* _Dataset extract_
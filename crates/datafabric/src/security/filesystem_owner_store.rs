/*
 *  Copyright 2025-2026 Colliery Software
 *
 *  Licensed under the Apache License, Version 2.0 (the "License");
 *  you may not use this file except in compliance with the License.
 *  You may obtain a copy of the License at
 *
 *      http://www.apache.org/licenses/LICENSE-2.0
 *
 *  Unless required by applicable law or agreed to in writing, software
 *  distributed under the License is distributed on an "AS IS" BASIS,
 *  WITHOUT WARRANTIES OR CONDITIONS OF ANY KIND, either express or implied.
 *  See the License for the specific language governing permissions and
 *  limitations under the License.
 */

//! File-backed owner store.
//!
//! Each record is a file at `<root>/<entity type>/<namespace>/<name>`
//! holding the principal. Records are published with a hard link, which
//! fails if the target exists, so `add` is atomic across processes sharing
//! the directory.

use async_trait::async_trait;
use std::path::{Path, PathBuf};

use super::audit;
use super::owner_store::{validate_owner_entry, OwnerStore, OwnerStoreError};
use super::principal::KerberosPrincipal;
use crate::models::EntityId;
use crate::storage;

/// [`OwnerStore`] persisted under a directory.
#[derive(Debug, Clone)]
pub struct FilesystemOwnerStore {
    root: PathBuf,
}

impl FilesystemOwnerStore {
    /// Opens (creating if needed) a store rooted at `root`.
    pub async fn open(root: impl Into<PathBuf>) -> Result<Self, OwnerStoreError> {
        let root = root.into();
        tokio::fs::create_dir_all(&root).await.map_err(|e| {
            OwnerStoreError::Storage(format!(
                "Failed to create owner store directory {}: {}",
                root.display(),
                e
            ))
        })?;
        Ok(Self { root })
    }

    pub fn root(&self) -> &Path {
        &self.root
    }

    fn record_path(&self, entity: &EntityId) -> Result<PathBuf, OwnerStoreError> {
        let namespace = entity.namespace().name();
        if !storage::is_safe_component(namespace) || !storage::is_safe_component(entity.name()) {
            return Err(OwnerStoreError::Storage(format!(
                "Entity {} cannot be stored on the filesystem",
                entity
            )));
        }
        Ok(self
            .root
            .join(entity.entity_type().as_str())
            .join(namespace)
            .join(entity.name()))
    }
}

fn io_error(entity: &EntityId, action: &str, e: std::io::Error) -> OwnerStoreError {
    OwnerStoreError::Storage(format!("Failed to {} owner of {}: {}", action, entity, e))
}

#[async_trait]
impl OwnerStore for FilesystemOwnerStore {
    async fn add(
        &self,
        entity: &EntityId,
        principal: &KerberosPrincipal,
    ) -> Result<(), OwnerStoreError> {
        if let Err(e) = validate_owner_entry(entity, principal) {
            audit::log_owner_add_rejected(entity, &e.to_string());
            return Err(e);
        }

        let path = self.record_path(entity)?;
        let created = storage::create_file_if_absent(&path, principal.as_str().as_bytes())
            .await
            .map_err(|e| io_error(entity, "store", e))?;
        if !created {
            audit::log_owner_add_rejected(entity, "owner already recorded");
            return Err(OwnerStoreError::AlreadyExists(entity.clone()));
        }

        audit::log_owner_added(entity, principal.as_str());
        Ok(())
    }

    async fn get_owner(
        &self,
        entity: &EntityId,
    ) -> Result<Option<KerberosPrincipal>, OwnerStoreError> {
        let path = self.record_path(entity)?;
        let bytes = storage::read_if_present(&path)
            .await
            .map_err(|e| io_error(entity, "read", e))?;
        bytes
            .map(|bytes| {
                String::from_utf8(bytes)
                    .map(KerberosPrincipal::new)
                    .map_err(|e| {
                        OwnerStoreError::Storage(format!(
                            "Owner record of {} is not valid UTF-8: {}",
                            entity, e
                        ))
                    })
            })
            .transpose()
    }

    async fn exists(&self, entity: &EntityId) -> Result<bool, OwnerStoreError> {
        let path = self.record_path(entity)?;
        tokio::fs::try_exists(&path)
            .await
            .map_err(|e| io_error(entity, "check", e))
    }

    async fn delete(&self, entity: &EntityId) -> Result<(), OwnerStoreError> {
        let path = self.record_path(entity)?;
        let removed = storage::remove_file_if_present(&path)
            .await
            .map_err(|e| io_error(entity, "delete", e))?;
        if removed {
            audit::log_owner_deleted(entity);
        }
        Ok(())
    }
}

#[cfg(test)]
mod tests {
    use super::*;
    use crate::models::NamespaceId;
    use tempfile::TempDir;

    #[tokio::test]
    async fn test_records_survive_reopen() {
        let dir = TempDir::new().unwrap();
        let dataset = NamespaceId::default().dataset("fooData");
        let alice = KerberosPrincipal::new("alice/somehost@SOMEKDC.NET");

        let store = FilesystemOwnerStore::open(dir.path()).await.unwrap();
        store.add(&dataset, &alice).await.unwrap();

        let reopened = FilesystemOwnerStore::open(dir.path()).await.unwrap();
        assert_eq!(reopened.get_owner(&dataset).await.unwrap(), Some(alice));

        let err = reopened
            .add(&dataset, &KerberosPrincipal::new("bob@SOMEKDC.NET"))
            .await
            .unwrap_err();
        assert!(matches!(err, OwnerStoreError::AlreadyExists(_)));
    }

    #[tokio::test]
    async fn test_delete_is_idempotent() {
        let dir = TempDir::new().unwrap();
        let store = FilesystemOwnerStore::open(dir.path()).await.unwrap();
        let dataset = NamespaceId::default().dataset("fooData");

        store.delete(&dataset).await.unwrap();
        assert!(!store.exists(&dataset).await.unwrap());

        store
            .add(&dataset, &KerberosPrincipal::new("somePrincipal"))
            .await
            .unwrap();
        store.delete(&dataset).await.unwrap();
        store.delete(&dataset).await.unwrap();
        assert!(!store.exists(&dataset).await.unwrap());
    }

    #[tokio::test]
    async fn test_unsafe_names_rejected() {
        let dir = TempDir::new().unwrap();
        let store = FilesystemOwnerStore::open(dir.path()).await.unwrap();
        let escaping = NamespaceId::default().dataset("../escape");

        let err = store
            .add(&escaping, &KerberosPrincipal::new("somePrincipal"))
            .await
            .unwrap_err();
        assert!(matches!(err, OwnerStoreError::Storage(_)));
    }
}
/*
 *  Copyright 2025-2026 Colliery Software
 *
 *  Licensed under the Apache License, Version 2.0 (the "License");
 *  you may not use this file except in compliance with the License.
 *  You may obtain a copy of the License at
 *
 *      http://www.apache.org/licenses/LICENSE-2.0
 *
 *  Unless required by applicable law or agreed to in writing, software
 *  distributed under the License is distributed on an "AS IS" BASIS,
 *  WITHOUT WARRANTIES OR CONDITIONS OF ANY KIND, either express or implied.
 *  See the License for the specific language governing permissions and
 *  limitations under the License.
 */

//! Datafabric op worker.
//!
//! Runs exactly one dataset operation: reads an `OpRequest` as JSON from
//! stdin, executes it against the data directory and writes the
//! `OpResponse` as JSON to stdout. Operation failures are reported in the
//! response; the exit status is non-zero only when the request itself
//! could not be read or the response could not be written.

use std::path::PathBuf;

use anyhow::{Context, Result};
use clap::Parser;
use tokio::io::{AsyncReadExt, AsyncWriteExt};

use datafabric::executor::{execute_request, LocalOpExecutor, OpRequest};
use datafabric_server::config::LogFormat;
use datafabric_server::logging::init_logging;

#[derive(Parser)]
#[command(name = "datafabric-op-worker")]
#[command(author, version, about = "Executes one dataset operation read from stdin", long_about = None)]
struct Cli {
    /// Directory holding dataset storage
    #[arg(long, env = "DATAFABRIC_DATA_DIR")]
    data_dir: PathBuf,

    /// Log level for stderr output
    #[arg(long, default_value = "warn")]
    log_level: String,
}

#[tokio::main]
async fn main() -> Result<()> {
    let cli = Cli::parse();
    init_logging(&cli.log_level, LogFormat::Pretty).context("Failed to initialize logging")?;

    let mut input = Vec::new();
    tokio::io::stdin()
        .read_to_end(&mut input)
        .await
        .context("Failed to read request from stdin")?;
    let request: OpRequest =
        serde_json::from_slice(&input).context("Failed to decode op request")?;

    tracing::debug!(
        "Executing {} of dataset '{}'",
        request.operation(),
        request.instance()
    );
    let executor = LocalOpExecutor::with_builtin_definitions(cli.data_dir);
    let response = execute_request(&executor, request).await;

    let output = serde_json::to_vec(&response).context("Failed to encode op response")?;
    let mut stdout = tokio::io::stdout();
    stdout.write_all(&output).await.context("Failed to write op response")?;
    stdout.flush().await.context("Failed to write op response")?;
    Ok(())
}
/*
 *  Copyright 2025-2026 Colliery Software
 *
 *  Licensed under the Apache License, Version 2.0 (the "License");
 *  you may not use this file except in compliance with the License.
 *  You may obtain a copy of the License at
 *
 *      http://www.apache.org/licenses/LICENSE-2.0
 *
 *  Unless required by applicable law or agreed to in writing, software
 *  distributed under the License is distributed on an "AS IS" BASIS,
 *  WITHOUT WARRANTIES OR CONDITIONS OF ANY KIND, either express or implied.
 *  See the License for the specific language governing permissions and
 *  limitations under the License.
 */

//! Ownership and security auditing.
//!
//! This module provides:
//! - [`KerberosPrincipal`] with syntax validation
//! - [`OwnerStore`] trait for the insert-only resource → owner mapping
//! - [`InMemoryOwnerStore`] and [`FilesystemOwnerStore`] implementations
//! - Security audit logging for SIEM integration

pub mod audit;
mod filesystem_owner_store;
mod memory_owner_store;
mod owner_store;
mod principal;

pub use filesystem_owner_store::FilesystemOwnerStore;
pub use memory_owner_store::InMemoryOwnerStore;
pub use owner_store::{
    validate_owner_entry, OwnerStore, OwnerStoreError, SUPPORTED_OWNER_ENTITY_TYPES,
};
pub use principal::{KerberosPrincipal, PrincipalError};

==

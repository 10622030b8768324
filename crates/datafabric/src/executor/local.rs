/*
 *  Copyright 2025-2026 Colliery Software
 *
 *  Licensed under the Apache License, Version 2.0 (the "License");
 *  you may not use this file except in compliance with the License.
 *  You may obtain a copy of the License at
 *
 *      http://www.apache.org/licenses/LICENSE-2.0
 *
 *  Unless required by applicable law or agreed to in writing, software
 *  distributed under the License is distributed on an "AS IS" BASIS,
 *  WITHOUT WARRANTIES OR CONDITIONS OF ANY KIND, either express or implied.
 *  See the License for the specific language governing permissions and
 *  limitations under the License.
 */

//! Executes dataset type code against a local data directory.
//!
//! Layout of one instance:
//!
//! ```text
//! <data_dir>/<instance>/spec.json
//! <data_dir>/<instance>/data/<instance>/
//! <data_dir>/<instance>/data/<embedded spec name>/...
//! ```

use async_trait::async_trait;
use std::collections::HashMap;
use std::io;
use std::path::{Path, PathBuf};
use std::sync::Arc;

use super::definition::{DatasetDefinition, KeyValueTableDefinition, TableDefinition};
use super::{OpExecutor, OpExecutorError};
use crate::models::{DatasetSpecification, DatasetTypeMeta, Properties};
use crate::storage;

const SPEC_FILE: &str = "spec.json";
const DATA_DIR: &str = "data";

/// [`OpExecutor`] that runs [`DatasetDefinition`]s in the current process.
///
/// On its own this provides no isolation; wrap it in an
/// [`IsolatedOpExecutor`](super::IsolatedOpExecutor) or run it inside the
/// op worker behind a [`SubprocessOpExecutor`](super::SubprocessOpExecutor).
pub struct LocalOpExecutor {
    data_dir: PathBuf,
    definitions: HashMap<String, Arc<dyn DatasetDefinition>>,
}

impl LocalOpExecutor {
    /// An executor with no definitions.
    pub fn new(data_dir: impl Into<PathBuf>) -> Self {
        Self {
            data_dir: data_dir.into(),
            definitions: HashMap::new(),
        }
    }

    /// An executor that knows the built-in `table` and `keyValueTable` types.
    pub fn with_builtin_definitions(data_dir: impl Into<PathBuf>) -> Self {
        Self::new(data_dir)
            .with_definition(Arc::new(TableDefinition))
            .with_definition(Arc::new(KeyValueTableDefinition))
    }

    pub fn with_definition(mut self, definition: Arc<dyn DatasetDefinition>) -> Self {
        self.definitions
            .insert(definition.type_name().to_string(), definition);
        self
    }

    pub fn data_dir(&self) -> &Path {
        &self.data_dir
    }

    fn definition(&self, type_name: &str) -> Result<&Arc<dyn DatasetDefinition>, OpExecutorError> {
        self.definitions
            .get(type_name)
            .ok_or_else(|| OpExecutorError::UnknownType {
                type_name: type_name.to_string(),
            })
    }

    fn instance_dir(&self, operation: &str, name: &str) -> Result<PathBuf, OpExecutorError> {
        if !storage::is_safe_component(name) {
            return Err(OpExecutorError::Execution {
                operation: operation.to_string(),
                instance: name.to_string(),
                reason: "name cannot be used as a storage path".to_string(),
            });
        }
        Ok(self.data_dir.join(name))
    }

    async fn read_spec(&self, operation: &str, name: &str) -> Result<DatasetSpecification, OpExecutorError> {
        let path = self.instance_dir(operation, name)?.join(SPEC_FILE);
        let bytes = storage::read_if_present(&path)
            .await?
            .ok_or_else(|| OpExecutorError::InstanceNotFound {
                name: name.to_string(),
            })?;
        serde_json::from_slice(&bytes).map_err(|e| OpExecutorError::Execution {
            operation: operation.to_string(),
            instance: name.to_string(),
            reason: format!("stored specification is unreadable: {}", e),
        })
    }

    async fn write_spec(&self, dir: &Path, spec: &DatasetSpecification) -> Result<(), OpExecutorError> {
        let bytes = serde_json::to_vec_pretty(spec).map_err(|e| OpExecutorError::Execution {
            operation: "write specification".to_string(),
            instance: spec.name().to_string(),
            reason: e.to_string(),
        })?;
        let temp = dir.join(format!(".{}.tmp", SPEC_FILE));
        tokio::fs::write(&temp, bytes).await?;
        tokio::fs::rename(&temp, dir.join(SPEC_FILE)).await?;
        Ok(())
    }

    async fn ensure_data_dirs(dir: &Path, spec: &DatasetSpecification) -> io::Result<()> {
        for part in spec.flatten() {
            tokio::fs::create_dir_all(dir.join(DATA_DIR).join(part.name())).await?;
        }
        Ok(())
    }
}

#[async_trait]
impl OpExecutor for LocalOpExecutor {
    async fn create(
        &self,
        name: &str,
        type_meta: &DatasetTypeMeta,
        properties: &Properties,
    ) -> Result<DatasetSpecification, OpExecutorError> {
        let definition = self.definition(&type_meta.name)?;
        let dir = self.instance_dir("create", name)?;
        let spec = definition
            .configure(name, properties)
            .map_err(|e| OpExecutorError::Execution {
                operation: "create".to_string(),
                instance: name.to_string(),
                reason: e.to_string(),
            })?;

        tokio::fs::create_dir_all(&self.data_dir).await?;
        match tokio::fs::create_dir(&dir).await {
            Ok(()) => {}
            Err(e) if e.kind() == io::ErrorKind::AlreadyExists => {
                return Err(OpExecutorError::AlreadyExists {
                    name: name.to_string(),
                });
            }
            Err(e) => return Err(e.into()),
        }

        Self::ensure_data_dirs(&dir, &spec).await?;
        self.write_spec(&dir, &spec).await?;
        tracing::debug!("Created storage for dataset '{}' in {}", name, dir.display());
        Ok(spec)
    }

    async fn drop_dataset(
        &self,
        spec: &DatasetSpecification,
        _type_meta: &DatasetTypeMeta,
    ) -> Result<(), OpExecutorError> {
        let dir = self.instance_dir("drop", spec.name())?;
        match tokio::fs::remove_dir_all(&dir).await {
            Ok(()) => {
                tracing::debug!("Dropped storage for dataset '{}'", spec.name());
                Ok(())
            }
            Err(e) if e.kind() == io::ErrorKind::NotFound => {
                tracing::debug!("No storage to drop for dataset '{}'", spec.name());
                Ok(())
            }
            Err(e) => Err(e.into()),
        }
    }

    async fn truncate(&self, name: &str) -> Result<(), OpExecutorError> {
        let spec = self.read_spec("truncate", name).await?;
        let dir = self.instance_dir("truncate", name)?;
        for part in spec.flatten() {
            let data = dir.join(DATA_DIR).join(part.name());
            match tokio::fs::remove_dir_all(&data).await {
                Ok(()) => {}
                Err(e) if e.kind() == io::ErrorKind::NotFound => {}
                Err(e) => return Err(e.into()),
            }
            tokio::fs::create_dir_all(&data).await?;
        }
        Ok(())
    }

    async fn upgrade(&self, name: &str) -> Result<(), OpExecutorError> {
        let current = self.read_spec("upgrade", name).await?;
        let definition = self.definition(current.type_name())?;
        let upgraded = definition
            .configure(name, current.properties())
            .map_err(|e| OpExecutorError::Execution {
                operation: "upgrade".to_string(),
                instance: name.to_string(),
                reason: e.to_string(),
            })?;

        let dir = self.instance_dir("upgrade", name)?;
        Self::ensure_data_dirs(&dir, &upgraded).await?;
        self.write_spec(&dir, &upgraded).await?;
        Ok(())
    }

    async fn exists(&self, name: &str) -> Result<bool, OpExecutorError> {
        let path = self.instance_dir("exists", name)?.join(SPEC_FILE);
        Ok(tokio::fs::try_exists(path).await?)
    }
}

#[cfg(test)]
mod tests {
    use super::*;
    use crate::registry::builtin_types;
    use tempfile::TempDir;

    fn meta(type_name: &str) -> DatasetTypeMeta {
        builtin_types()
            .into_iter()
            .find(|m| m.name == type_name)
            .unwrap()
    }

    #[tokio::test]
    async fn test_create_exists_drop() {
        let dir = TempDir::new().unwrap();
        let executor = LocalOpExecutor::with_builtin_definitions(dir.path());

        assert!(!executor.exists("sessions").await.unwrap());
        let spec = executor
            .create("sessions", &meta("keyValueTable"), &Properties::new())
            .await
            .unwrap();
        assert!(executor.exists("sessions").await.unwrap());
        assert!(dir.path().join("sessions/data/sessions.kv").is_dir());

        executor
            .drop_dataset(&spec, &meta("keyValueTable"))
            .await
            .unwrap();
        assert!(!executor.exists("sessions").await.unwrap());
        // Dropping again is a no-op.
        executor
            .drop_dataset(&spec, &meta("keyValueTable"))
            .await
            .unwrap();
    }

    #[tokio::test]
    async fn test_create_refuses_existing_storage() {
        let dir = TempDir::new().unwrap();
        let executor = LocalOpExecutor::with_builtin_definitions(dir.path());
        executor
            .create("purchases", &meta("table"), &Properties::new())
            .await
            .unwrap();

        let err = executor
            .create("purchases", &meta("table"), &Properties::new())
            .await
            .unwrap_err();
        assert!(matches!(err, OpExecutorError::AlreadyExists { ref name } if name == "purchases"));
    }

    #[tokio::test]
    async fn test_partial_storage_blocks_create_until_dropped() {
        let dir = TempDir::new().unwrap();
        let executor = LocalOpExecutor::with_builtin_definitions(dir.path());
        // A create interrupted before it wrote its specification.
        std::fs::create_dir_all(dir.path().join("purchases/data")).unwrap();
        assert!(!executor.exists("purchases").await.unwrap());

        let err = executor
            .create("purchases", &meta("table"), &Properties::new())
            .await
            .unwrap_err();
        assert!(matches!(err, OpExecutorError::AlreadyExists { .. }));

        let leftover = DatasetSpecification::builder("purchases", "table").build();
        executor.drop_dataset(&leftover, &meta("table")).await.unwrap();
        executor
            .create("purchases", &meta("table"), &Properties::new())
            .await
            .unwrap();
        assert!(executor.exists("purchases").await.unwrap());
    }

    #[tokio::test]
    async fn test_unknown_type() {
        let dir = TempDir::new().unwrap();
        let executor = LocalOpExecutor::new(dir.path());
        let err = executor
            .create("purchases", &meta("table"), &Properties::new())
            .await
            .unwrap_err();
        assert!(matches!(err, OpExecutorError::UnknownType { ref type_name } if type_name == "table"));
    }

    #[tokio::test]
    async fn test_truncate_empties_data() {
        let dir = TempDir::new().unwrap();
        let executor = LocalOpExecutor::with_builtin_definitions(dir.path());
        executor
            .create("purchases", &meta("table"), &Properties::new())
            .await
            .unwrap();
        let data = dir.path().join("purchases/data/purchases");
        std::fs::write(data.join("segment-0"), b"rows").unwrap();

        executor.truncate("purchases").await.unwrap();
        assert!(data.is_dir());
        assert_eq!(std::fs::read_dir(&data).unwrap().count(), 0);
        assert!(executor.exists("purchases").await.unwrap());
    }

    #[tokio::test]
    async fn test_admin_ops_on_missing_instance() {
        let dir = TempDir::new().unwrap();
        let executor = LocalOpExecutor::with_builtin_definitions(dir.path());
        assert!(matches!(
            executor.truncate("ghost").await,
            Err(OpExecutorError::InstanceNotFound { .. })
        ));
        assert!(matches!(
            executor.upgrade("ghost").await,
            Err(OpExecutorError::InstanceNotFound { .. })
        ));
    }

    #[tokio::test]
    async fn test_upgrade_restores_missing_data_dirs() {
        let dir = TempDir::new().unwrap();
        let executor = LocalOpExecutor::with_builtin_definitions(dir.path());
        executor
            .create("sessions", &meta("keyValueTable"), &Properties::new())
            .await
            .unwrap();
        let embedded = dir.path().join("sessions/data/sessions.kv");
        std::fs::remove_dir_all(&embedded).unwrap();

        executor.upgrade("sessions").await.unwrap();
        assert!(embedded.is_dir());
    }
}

* _Exercise directions_
Which lines of the records contain "ghost"? Show each of them.

* _Written response_
            executor.truncate("ghost").await,
            executor.upgrade("ghost").await,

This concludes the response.